Milvia nos miró. Esperaba que le dijéramos dónde estaba Petronio pero vio que no teníamos intenciones de hacerlo. Acostumbrada a dar siempre órdenes, se sentía desorientada.

—Dale a Florio un mensaje de mi parte —le dije—. Hoy ha cometido un error, ha hecho golpear a dos ciudadanos libres y, en mi caso, sin consecuencias posteriores; pero el hecho ocurrió delante de varios testigos, por lo que si llevo a Florio a los tribunales, podré contar con el apoyo de un edil, un juez, y dos centuriones veteranos. —Helena estaba asombrada. Yo no podía permitirme los gastos de juicio y tampoco tenía intención de tirar el dinero de ese modo, pero eso Florio no tenía por qué saberlo. Y como investigador, a menudo había hecho trabajos judiciales. En la Basílica había unos cuantos abogados que me debían favores, y le dije—: Si pido una indemnización por daños y perjuicios tu marido se arruinará. Dile que si nos molesta otra vez, a Petronio o a mí, no dudaré en hacerlo.

Milvia se había criado entre gángsters. Aunque fingía no saber nada de su entorno, tenía que haber notado que sus familiares vivían en un mundo en el que imperaba el secreto. La publicidad de un pleito judicial era algo que su padre siempre había evitado, al menos hasta el caso en el que Petronio lo había arrestado. Su marido era un novato en el crimen organizado, pero él también se ganaba la vida en negocios oscuros. Se dedicaba a las apuestas, una actividad basada en especulaciones, sospechas y engaños, y también estaba implicado en el arrendamiento de inmuebles a precios abusivos. Para ello recurría a las amenazas y no a las órdenes judiciales.

—Florio no me escuchará.

—Pues tendrás que obligarlo a que lo haga —le espetó Helena—. De otro modo no sólo será su nombre el que aparezca en portada de
La Gaceta.
También se hablará de ti y tendrás que despedirte de los últimos restos de respetabilidad que le quedan a tu familia.
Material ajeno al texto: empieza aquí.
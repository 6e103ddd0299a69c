//! Sync orchestration for listmirror.
//!
//! [`SyncEngine`] is the host-facing entry point: it enforces the
//! one-run-at-a-time rule, owns the cross-run token cache, and spawns a
//! worker task per run. [`SyncOrchestrator`] drives one run through its
//! phases, publishing progress/log/status events and honoring cooperative
//! cancellation.

pub mod cache;
pub mod engine;
pub mod orchestrator;

pub use cache::ConnectionCache;
pub use engine::{ConnectionReport, SyncEngine};
pub use orchestrator::SyncOrchestrator;
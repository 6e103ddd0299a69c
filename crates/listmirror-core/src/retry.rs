//! Retry policy with exponential backoff.
//!
//! Shared by the auth client and the list fetcher; transient errors are
//! retried, permanent errors fail immediately.

use std::time::Duration;

use tracing::debug;

use crate::error::{SyncError, SyncResult};

/// Configuration for retry behavior.
#[derive(Debug, Clone)]
pub struct RetryConfig {
    /// Maximum number of retry attempts after the initial try.
    pub max_retries: u32,
    /// Initial delay before the first retry.
    pub initial_delay: Duration,
    /// Maximum delay between retries.
    pub max_delay: Duration,
    /// Multiplier for exponential backoff.
    pub backoff_multiplier: f64,
}

impl Default for RetryConfig {
    fn default() -> Self {
        Self {
            max_retries: 3,
            initial_delay: Duration::from_secs(1),
            max_delay: Duration::from_secs(30),
            backoff_multiplier: 2.0,
        }
    }
}

impl RetryConfig {
    /// A policy that never retries.
    pub fn none() -> Self {
        Self {
            max_retries: 0,
            ..Self::default()
        }
    }
}

/// Retry executor with exponential backoff.
#[derive(Debug, Clone, Default)]
pub struct RetryExecutor {
    config: RetryConfig,
}

impl RetryExecutor {
    /// Create a new retry executor with the given configuration.
    pub fn new(config: RetryConfig) -> Self {
        Self { config }
    }

    /// Maximum number of retry attempts.
    pub fn max_retries(&self) -> u32 {
        self.config.max_retries
    }

    /// Calculate delay for a given attempt (0-indexed).
    fn calculate_delay(&self, attempt: u32) -> Duration {
        let base = self.config.initial_delay.as_millis() as f64
            * self.config.backoff_multiplier.powi(attempt as i32);
        let capped = base.min(self.config.max_delay.as_millis() as f64);
        Duration::from_millis(capped as u64)
    }

    /// Execute an operation, retrying transient failures.
    ///
    /// Returns the first success, the first permanent error, or the last
    /// transient error once all retries are exhausted.
    pub async fn execute<F, Fut, T>(&self, mut operation: F) -> SyncResult<T>
    where
        F: FnMut() -> Fut,
        Fut: std::future::Future<Output = SyncResult<T>>,
    {
        let mut last_error = None;

        for attempt in 0..=self.config.max_retries {
            match operation().await {
                Ok(result) => return Ok(result),
                Err(e) => {
                    if !e.is_transient() || attempt == self.config.max_retries {
                        return Err(e);
                    }

                    let delay = self.calculate_delay(attempt);
                    debug!(
                        attempt = attempt + 1,
                        max_retries = self.config.max_retries,
                        delay_ms = delay.as_millis() as u64,
                        error = %e,
                        "retrying after transient error"
                    );

                    tokio::time::sleep(delay).await;
                    last_error = Some(e);
                }
            }
        }

        Err(last_error.unwrap_or_else(|| SyncError::internal("retries exhausted")))
    }
}
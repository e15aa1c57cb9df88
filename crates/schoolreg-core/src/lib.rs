//! # SchoolReg Core
//!
//! Domain logic for the school registry.
//!
//! A registration is a two-step write:
//! 1. the uploaded image is written to the public image directory;
//! 2. a row referencing the image filename is inserted into `schools`.
//!
//! No transaction spans both steps. If the insert fails, the image file
//! stays on disk without a matching row.
//!
//! ## Layout
//!
//! - [`school`]: stored rows, raw submissions, validated records
//! - [`validation`]: required fields, email pattern, digit-only contact
//! - [`images`]: timestamp-named image files
//! - [`store`]: the relational store (`SchoolStore`, `SqliteStore`)
//! - [`registry`]: the service tying the three together

pub mod error;
pub mod images;
pub mod registry;
pub mod school;
pub mod store;
pub mod validation;

pub use error::RegistryError;
pub use images::{IMAGE_DIR_NAME, ImageStore};
pub use registry::{Registered, Registry};
pub use school::{ImageUpload, NewSchool, School, SchoolId, SchoolSubmission};
pub use store::{SCHEMA, SchoolStore, SqliteStore};
pub use validation::{FieldRules, IMAGE_EXTENSIONS, ValidatedSubmission, ValidationError};
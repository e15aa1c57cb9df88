//! # Registry
//!
//! The registration service: validate, write the image, insert the row.
//!
//! The image write and the insert are independent. A failed insert leaves
//! the image on disk with no row pointing at it.

use crate::error::RegistryError;
use crate::images::ImageStore;
use crate::school::{NewSchool, School, SchoolId, SchoolSubmission};
use crate::store::SchoolStore;
use crate::validation::FieldRules;

/// Outcome of a successful registration.
#[derive(Debug, Clone, PartialEq, Eq)]
pub struct Registered {
    pub id: SchoolId,
    /// Stored image filename.
    pub image: String,
}

#[derive(Debug)]
pub struct Registry<S: SchoolStore> {
    rules: FieldRules,
    images: ImageStore,
    store: S,
}

impl<S: SchoolStore> Registry<S> {
    /// Build a registry, creating the schema and image directory if needed.
    pub fn new(store: S, images: ImageStore) -> Result<Self, RegistryError> {
        store.initialize()?;
        images.ensure_dir()?;
        Ok(Self {
            rules: FieldRules::new()?,
            images,
            store,
        })
    }

    pub fn images(&self) -> &ImageStore {
        &self.images
    }

    /// Register a school from raw form input.
    pub fn register(&mut self, submission: SchoolSubmission) -> Result<Registered, RegistryError> {
        let valid = self.rules.validate(submission)?;

        let image = self.images.save(&valid.image_extension, &valid.image_bytes)?;

        let record = NewSchool {
            name: valid.name,
            address: valid.address,
            city: valid.city,
            state: valid.state,
            contact: valid.contact,
            email_id: valid.email_id,
            image: image.clone(),
        };
        let id = self.store.insert(&record)?;

        Ok(Registered { id, image })
    }

    /// Every registered school, newest first.
    pub fn list(&self) -> Result<Vec<School>, RegistryError> {
        self.store.list_recent()
    }

    pub fn count(&self) -> Result<usize, RegistryError> {
        self.store.count()
    }
}
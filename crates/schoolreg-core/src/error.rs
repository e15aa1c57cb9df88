//! Error types for the registry.

use crate::validation::ValidationError;
use thiserror::Error;

/// Errors produced by registry operations.
#[derive(Debug, Error)]
pub enum RegistryError {
    /// The submission was rejected before anything was written.
    #[error(transparent)]
    Validation(#[from] ValidationError),

    /// The relational store failed.
    #[error("database error: {0}")]
    Database(#[from] rusqlite::Error),

    /// Writing the image file (or creating its directory) failed.
    #[error("I/O error: {0}")]
    Io(#[from] std::io::Error),

    /// A validation pattern failed to compile.
    #[error("invalid validation pattern: {0}")]
    Pattern(#[from] regex::Error),

    /// Another thread panicked while holding the registry lock.
    #[error("registry lock poisoned")]
    LockPoisoned,
}
//! JSON bodies returned by the HTTP API.

use schoolreg_core::{School, SchoolId};
use serde::{Deserialize, Serialize};

/// `GET /health`
#[derive(Debug, Clone, Serialize, Deserialize)]
pub struct HealthResponse {
    pub status: String,
    pub version: String,
}

impl HealthResponse {
    pub fn ok() -> Self {
        Self {
            status: "ok".to_owned(),
            version: env!("CARGO_PKG_VERSION").to_owned(),
        }
    }
}

/// `POST /api/schools` on success.
#[derive(Debug, Clone, Serialize, Deserialize)]
pub struct CreatedResponse {
    pub success: bool,
    pub message: String,
    #[serde(rename = "schoolId")]
    pub school_id: SchoolId,
}

impl CreatedResponse {
    pub fn new(school_id: SchoolId) -> Self {
        Self {
            success: true,
            message: "School added successfully".to_owned(),
            school_id,
        }
    }
}

/// `GET /api/schools` on success.
#[derive(Debug, Clone, Serialize, Deserialize)]
pub struct ListResponse {
    pub success: bool,
    pub schools: Vec<School>,
}

/// Any non-2xx response.
#[derive(Debug, Clone, Serialize, Deserialize)]
pub struct ErrorResponse {
    pub error: String,
}
use axum::{
    Json,
    extract::multipart::{MultipartError, MultipartRejection},
    http::StatusCode,
    response::{IntoResponse, Response},
};
use schoolreg_core::{RegistryError, ValidationError};
use thiserror::Error;
use tracing::{error, warn};

use super::types::ErrorResponse;

/// Errors surfaced to HTTP clients.
///
/// Client mistakes carry their own message. Everything else becomes a
/// generic 500 whose message names only the failed operation; the cause is
/// logged, never returned.
#[derive(Error, Debug)]
pub enum ApiError {
    #[error(transparent)]
    Validation(#[from] ValidationError),

    #[error("Malformed form data: {0}")]
    MalformedForm(String),

    #[error("{message}")]
    FormRead { status: StatusCode, message: String },

    #[error("{0}")]
    Internal(&'static str),
}

impl ApiError {
    /// Map a registry failure. `operation` is the message shown on a 500.
    pub fn from_registry(err: RegistryError, operation: &'static str) -> Self {
        match err {
            RegistryError::Validation(reason) => {
                warn!(%reason, "submission rejected");
                Self::Validation(reason)
            }
            other => Self::internal(operation, other),
        }
    }

    /// Log `cause` and produce a generic 500.
    pub fn internal(operation: &'static str, cause: impl std::fmt::Display) -> Self {
        error!(%cause, "{operation}");
        Self::Internal(operation)
    }

    pub fn status(&self) -> StatusCode {
        match self {
            Self::Validation(_) | Self::MalformedForm(_) => StatusCode::BAD_REQUEST,
            Self::FormRead { status, .. } => *status,
            Self::Internal(_) => StatusCode::INTERNAL_SERVER_ERROR,
        }
    }
}

impl From<MultipartRejection> for ApiError {
    fn from(rejection: MultipartRejection) -> Self {
        warn!(%rejection, "not a multipart request");
        Self::MalformedForm(rejection.body_text())
    }
}

impl From<MultipartError> for ApiError {
    fn from(err: MultipartError) -> Self {
        let status = err.status();
        warn!(%status, error = %err, "failed to read multipart body");
        // Oversized bodies come back as 413; anything else is the client's framing.
        let status = if status.is_client_error() {
            status
        } else {
            StatusCode::BAD_REQUEST
        };
        Self::FormRead {
            status,
            message: err.body_text(),
        }
    }
}

impl IntoResponse for ApiError {
    fn into_response(self) -> Response {
        let status = self.status();
        let body = ErrorResponse {
            error: self.to_string(),
        };
        (status, Json(body)).into_response()
    }
}
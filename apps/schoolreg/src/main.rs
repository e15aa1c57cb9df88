//! SchoolReg binary entry point.

use clap::Parser;
use schoolreg::api::run_server;
use schoolreg::cli::{Cli, CliResult, Command, cmd_init, cmd_list, cmd_status};
use schoolreg::config::ServerConfig;
use std::process::ExitCode;
use tracing::error;
use tracing_subscriber::EnvFilter;

#[tokio::main]
async fn main() -> ExitCode {
    tracing_subscriber::fmt()
        .with_env_filter(EnvFilter::try_from_default_env().unwrap_or_else(|_| EnvFilter::new("info")))
        .with_writer(std::io::stderr)
        .init();

    let cli = Cli::parse();

    let command = match cli.command {
        Some(command) => command,
        None => match ServerConfig::from_env() {
            Ok(server) => Command::Serve(server),
            Err(e) => e.exit(),
        },
    };

    let result: CliResult = match command {
        Command::Serve(server) => run_server(&cli.storage, &server).await.map_err(Into::into),
        Command::Init { force } => cmd_init(&cli.storage, force),
        Command::List { json } => cmd_list(&cli.storage, json),
        Command::Status { json } => cmd_status(&cli.storage, json),
    };

    match result {
        Ok(()) => ExitCode::SUCCESS,
        Err(e) => {
            error!(error = %e, "schoolreg failed");
            ExitCode::FAILURE
        }
    }
}
//! Integration tests for the SchoolReg HTTP API.
//!
//! Uses axum-test for in-process requests and tempfile for storage.

// Allow unwrap and panic in tests - these are standard for test code
#![allow(clippy::unwrap_used, clippy::panic)]

use axum::http::StatusCode;
use axum_test::TestServer;
use axum_test::multipart::{MultipartForm, Part};
use bytes::Bytes;
use schoolreg::api::{AppState, create_router};
use schoolreg::config::{ServerConfig, StorageConfig};
use serde_json::Value;
use tempfile::TempDir;

const PNG_BYTES: &[u8] = b"\x89PNG\r\n\x1a\nfake-image-body";

// =============================================================================
// HELPER FUNCTIONS
// =============================================================================

struct Harness {
    server: TestServer,
    temp: TempDir,
}

impl Harness {
    fn new() -> Self {
        Self::with_config(ServerConfig::default())
    }

    fn with_config(config: ServerConfig) -> Self {
        let temp = tempfile::tempdir().expect("Failed to create temp dir");
        let storage = storage_in(&temp);
        let state = AppState::open(&storage).unwrap();
        let router = create_router(state, &config).unwrap();
        let server = TestServer::new(router).unwrap();
        Self { server, temp }
    }

    fn image_dir(&self) -> std::path::PathBuf {
        storage_in(&self.temp).image_store().dir().to_path_buf()
    }

    fn stored_images(&self) -> usize {
        std::fs::read_dir(self.image_dir()).unwrap().count()
    }

    fn database(&self) -> std::path::PathBuf {
        storage_in(&self.temp).database
    }
}

fn storage_in(temp: &TempDir) -> StorageConfig {
    StorageConfig::new(temp.path().join("schools.db"), temp.path().join("public"))
}

fn image_part() -> Part {
    Part::bytes(Bytes::from_static(PNG_BYTES))
        .file_name("campus.png")
        .mime_type("image/png")
}

/// A complete, valid form.
fn school_form(name: &str) -> MultipartForm {
    form_without(name, None)
}

/// A complete form minus one field (`"image"` drops the file).
fn form_without(name: &str, skip: Option<&str>) -> MultipartForm {
    let fields = [
        ("name", name),
        ("address", "9 Temple Street"),
        ("city", "Madurai"),
        ("state", "Tamil Nadu"),
        ("contact", "4522345678"),
        ("email_id", "office@templestreet.edu"),
    ];
    let mut form = MultipartForm::new();
    for (field, value) in fields {
        if Some(field) != skip {
            form = form.add_text(field, value);
        }
    }
    if skip != Some("image") {
        form = form.add_part("image", image_part());
    }
    form
}

fn form_with(overrides: &[(&str, &str)]) -> MultipartForm {
    let base = [
        ("name", "Override School"),
        ("address", "1 Road"),
        ("city", "Agra"),
        ("state", "UP"),
        ("contact", "5622345678"),
        ("email_id", "hello@override.in"),
    ];
    let mut form = MultipartForm::new();
    for (field, default) in base {
        let value = overrides
            .iter()
            .find(|(k, _)| *k == field)
            .map(|(_, v)| *v)
            .unwrap_or(default);
        form = form.add_text(field, value);
    }
    form.add_part("image", image_part())
}

// =============================================================================
// HEALTH
// =============================================================================

#[tokio::test]
async fn test_health() {
    let h = Harness::new();
    let response = h.server.get("/health").await;
    response.assert_status_ok();
    let body: Value = response.json();
    assert_eq!(body["status"], "ok");
}

// =============================================================================
// PAGES
// =============================================================================

#[tokio::test]
async fn test_add_school_page_is_served() {
    let h = Harness::new();
    let response = h.server.get("/").await;
    response.assert_status_ok();
    let content_type = response.header("content-type");
    assert!(content_type.to_str().unwrap().starts_with("text/html"));

    let page = response.text();
    assert!(page.contains("<form"));
    for field in ["name", "address", "city", "state", "contact", "email_id", "image"] {
        assert!(page.contains(&format!("name=\"{field}\"")), "field {field}");
    }
    assert!(page.contains("/api/schools"));
    assert!(page.contains("/showSchools"));
}

#[tokio::test]
async fn test_show_schools_page_is_served() {
    let h = Harness::new();
    let response = h.server.get("/showSchools").await;
    response.assert_status_ok();
    let content_type = response.header("content-type");
    assert!(content_type.to_str().unwrap().starts_with("text/html"));

    let page = response.text();
    assert!(page.contains("/api/schools"));
    assert!(page.contains("/schoolImages/"));
    assert!(page.contains("No Schools Found"));
}

// =============================================================================
// CREATE
// =============================================================================

#[tokio::test]
async fn test_create_then_list() {
    let h = Harness::new();

    let response = h.server.post("/api/schools").multipart(school_form("Temple Street School")).await;
    response.assert_status_ok();
    let created: Value = response.json();
    assert_eq!(created["success"], true);
    assert_eq!(created["message"], "School added successfully");
    let id = created["schoolId"].as_i64().unwrap();

    let listed: Value = h.server.get("/api/schools").await.json();
    assert_eq!(listed["success"], true);
    let schools = listed["schools"].as_array().unwrap();
    assert_eq!(schools.len(), 1);
    let school = &schools[0];
    assert_eq!(school["id"].as_i64(), Some(id));
    assert_eq!(school["name"], "Temple Street School");
    assert_eq!(school["city"], "Madurai");
    assert_eq!(school["contact"], "4522345678");
    assert_eq!(school["email_id"], "office@templestreet.edu");
    assert!(school["created_at"].is_string());

    let image = school["image"].as_str().unwrap();
    assert!(image.starts_with("school_"));
    assert!(image.ends_with(".png"));
}

#[tokio::test]
async fn test_uploaded_image_is_stored_and_served() {
    let h = Harness::new();
    h.server
        .post("/api/schools")
        .multipart(school_form("Served Image School"))
        .await
        .assert_status_ok();

    let listed: Value = h.server.get("/api/schools").await.json();
    let image = listed["schools"][0]["image"].as_str().unwrap().to_owned();

    let on_disk = std::fs::read(h.image_dir().join(&image)).unwrap();
    assert_eq!(on_disk, PNG_BYTES);

    let response = h.server.get(&format!("/schoolImages/{image}")).await;
    response.assert_status_ok();
    assert_eq!(response.into_bytes(), Bytes::from_static(PNG_BYTES));
}

#[tokio::test]
async fn test_unknown_fields_are_ignored() {
    let h = Harness::new();
    let form = school_form("Extra Field School").add_text("principal", "Dr. Iyer");
    h.server.post("/api/schools").multipart(form).await.assert_status_ok();
}

// =============================================================================
// VALIDATION
// =============================================================================

#[tokio::test]
async fn test_missing_each_field_is_bad_request() {
    let h = Harness::new();
    for field in ["name", "address", "city", "state", "contact", "email_id", "image"] {
        let response = h
            .server
            .post("/api/schools")
            .multipart(form_without("Incomplete", Some(field)))
            .await;
        response.assert_status(StatusCode::BAD_REQUEST);
        let body: Value = response.json();
        assert_eq!(body["error"], "All fields are required", "missing {field}");
    }

    let listed: Value = h.server.get("/api/schools").await.json();
    assert!(listed["schools"].as_array().unwrap().is_empty());
    assert_eq!(h.stored_images(), 0);
}

#[tokio::test]
async fn test_malformed_email_is_bad_request() {
    let h = Harness::new();
    let response = h
        .server
        .post("/api/schools")
        .multipart(form_with(&[("email_id", "office.at.school")]))
        .await;
    response.assert_status(StatusCode::BAD_REQUEST);
    let body: Value = response.json();
    assert_eq!(body["error"], "Invalid email format");
}

#[tokio::test]
async fn test_non_numeric_contact_is_bad_request() {
    let h = Harness::new();
    let response = h
        .server
        .post("/api/schools")
        .multipart(form_with(&[("contact", "+91 98765")]))
        .await;
    response.assert_status(StatusCode::BAD_REQUEST);
    let body: Value = response.json();
    assert_eq!(body["error"], "Contact number must contain only digits");
}

#[tokio::test]
async fn test_image_without_extension_is_bad_request() {
    let h = Harness::new();
    let form = form_without("No Extension", Some("image")).add_part(
        "image",
        Part::bytes(Bytes::from_static(PNG_BYTES)).file_name("campus"),
    );
    let response = h.server.post("/api/schools").multipart(form).await;
    response.assert_status(StatusCode::BAD_REQUEST);
    let body: Value = response.json();
    assert_eq!(body["error"], "Image file must have a valid extension");
}

#[tokio::test]
async fn test_html_upload_is_bad_request() {
    let h = Harness::new();
    let form = form_without("Script School", Some("image")).add_part(
        "image",
        Part::bytes(Bytes::from_static(b"<script>alert(document.cookie)</script>"))
            .file_name("x.html")
            .mime_type("text/html"),
    );
    let response = h.server.post("/api/schools").multipart(form).await;
    response.assert_status(StatusCode::BAD_REQUEST);
    let body: Value = response.json();
    assert_eq!(body["error"], "Image file must have a valid extension");
    assert_eq!(h.stored_images(), 0);
}

#[tokio::test]
async fn test_padded_contact_is_bad_request() {
    let h = Harness::new();
    let response = h
        .server
        .post("/api/schools")
        .multipart(form_with(&[("contact", " 123 ")]))
        .await;
    response.assert_status(StatusCode::BAD_REQUEST);
    let body: Value = response.json();
    assert_eq!(body["error"], "Contact number must contain only digits");
}

#[tokio::test]
async fn test_padded_email_is_bad_request() {
    let h = Harness::new();
    let response = h
        .server
        .post("/api/schools")
        .multipart(form_with(&[("email_id", " a@b.co")]))
        .await;
    response.assert_status(StatusCode::BAD_REQUEST);
    let body: Value = response.json();
    assert_eq!(body["error"], "Invalid email format");
    assert_eq!(h.stored_images(), 0);
}

#[tokio::test]
async fn test_non_multipart_body_is_bad_request() {
    let h = Harness::new();
    let response = h
        .server
        .post("/api/schools")
        .json(&serde_json::json!({"name": "JSON School"}))
        .await;
    response.assert_status(StatusCode::BAD_REQUEST);
    let body: Value = response.json();
    assert!(body["error"].is_string());
}

#[tokio::test]
async fn test_oversized_upload_is_rejected() {
    let h = Harness::with_config(ServerConfig {
        max_upload_bytes: 256,
        ..ServerConfig::default()
    });
    let big = vec![0u8; 4096];
    let form = form_without("Too Big", Some("image"))
        .add_part("image", Part::bytes(big).file_name("huge.png"));
    let response = h.server.post("/api/schools").multipart(form).await;
    assert!(response.status_code().is_client_error());
    assert_eq!(h.stored_images(), 0);
}

// =============================================================================
// STORAGE FAILURES
// =============================================================================

#[tokio::test]
async fn test_unwritable_image_dir_is_server_error() {
    let h = Harness::new();
    let dir = h.image_dir();
    std::fs::remove_dir_all(&dir).unwrap();
    std::fs::write(&dir, b"not a directory").unwrap();

    let response = h
        .server
        .post("/api/schools")
        .multipart(school_form("No Room School"))
        .await;
    response.assert_status(StatusCode::INTERNAL_SERVER_ERROR);
    let body: Value = response.json();
    assert_eq!(body["error"], "Failed to add school");
}

#[tokio::test]
async fn test_missing_table_is_server_error() {
    let h = Harness::new();
    let conn = rusqlite::Connection::open(h.database()).unwrap();
    conn.execute_batch("DROP TABLE schools;").unwrap();
    drop(conn);

    let response = h.server.get("/api/schools").await;
    response.assert_status(StatusCode::INTERNAL_SERVER_ERROR);
    let body: Value = response.json();
    assert_eq!(body["error"], "Failed to fetch schools");
}

// =============================================================================
// LISTING
// =============================================================================

#[tokio::test]
async fn test_list_empty() {
    let h = Harness::new();
    let response = h.server.get("/api/schools").await;
    response.assert_status_ok();
    let body: Value = response.json();
    assert_eq!(body["success"], true);
    assert!(body["schools"].as_array().unwrap().is_empty());
}

#[tokio::test]
async fn test_list_is_newest_first() {
    let h = Harness::new();
    let mut ids = Vec::new();
    for name in ["First School", "Second School", "Third School"] {
        let created: Value = h
            .server
            .post("/api/schools")
            .multipart(school_form(name))
            .await
            .json();
        ids.push(created["schoolId"].as_i64().unwrap());
    }

    let listed: Value = h.server.get("/api/schools").await.json();
    let names: Vec<&str> = listed["schools"]
        .as_array()
        .unwrap()
        .iter()
        .map(|s| s["name"].as_str().unwrap())
        .collect();
    assert_eq!(names, vec!["Third School", "Second School", "First School"]);

    let listed_ids: Vec<i64> = listed["schools"]
        .as_array()
        .unwrap()
        .iter()
        .map(|s| s["id"].as_i64().unwrap())
        .collect();
    ids.reverse();
    assert_eq!(listed_ids, ids);
}
//! # Configuration
//!
//! Every setting is a CLI flag with an environment fallback
//! (`SCHOOLREG_*`). Flags win over the environment; both win over defaults.

use clap::{Args, Parser};
use schoolreg_core::ImageStore;
use std::net::SocketAddr;
use std::path::PathBuf;

/// Default upload limit: 10 MiB.
pub const DEFAULT_MAX_UPLOAD_BYTES: usize = 10 * 1024 * 1024;

/// Storage locations, shared by every subcommand.
#[derive(Debug, Clone, Args)]
pub struct StorageConfig {
    /// SQLite database file.
    #[arg(long, global = true, env = "SCHOOLREG_DATABASE", default_value = "data/schools.db")]
    pub database: PathBuf,

    /// Public static root; images are stored in its `schoolImages` subdirectory.
    #[arg(long, global = true, env = "SCHOOLREG_PUBLIC_DIR", default_value = "public")]
    pub public_dir: PathBuf,
}

impl StorageConfig {
    pub fn new(database: impl Into<PathBuf>, public_dir: impl Into<PathBuf>) -> Self {
        Self {
            database: database.into(),
            public_dir: public_dir.into(),
        }
    }

    pub fn image_store(&self) -> ImageStore {
        ImageStore::under_public_dir(&self.public_dir)
    }
}

/// HTTP server settings.
#[derive(Debug, Clone, Args)]
pub struct ServerConfig {
    /// Address to bind.
    #[arg(long, env = "SCHOOLREG_HOST", default_value = "127.0.0.1")]
    pub host: String,

    /// Port to listen on.
    #[arg(short, long, env = "SCHOOLREG_PORT", default_value_t = 3000)]
    pub port: u16,

    /// Largest accepted request body, in bytes.
    #[arg(long, env = "SCHOOLREG_MAX_UPLOAD_BYTES", default_value_t = DEFAULT_MAX_UPLOAD_BYTES)]
    pub max_upload_bytes: usize,

    /// Allowed CORS origin. Any origin when unset.
    #[arg(long, env = "SCHOOLREG_CORS_ORIGIN")]
    pub cors_origin: Option<String>,
}

impl Default for ServerConfig {
    fn default() -> Self {
        Self {
            host: "127.0.0.1".to_owned(),
            port: 3000,
            max_upload_bytes: DEFAULT_MAX_UPLOAD_BYTES,
            cors_origin: None,
        }
    }
}

#[derive(Parser)]
struct ServerOnly {
    #[command(flatten)]
    server: ServerConfig,
}

impl ServerConfig {
    /// Settings from the environment alone (no flags), for `schoolreg` run
    /// without a subcommand.
    pub fn from_env() -> Result<Self, clap::Error> {
        ServerOnly::try_parse_from(["schoolreg"]).map(|parsed| parsed.server)
    }

    pub fn socket_addr(&self) -> Result<SocketAddr, std::net::AddrParseError> {
        format!("{}:{}", self.host, self.port).parse()
    }
}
Todo Roma lo sabrá.

—¡Pero si yo no he hecho nada!

—De eso hablará precisamente
La Gaceta. —
Helena sonrió con serenidad. Si quieres aplastar a un nuevo rico, confía en la hija de un senador. No hay nada más cruel que una dama, patricia de nacimiento, destruyendo a la esposa de un advenedizo—. Olvídate de las fechas de abastecimiento de trigo, las reuniones del Senado, los artículos sobre la familia imperial, los juegos y los circos, los milagros y los portentos. Los romanos quieren leer acerca de personas que, cuando se hacen públicas sus aventuras amorosas, afirman que no han hecho nada malo.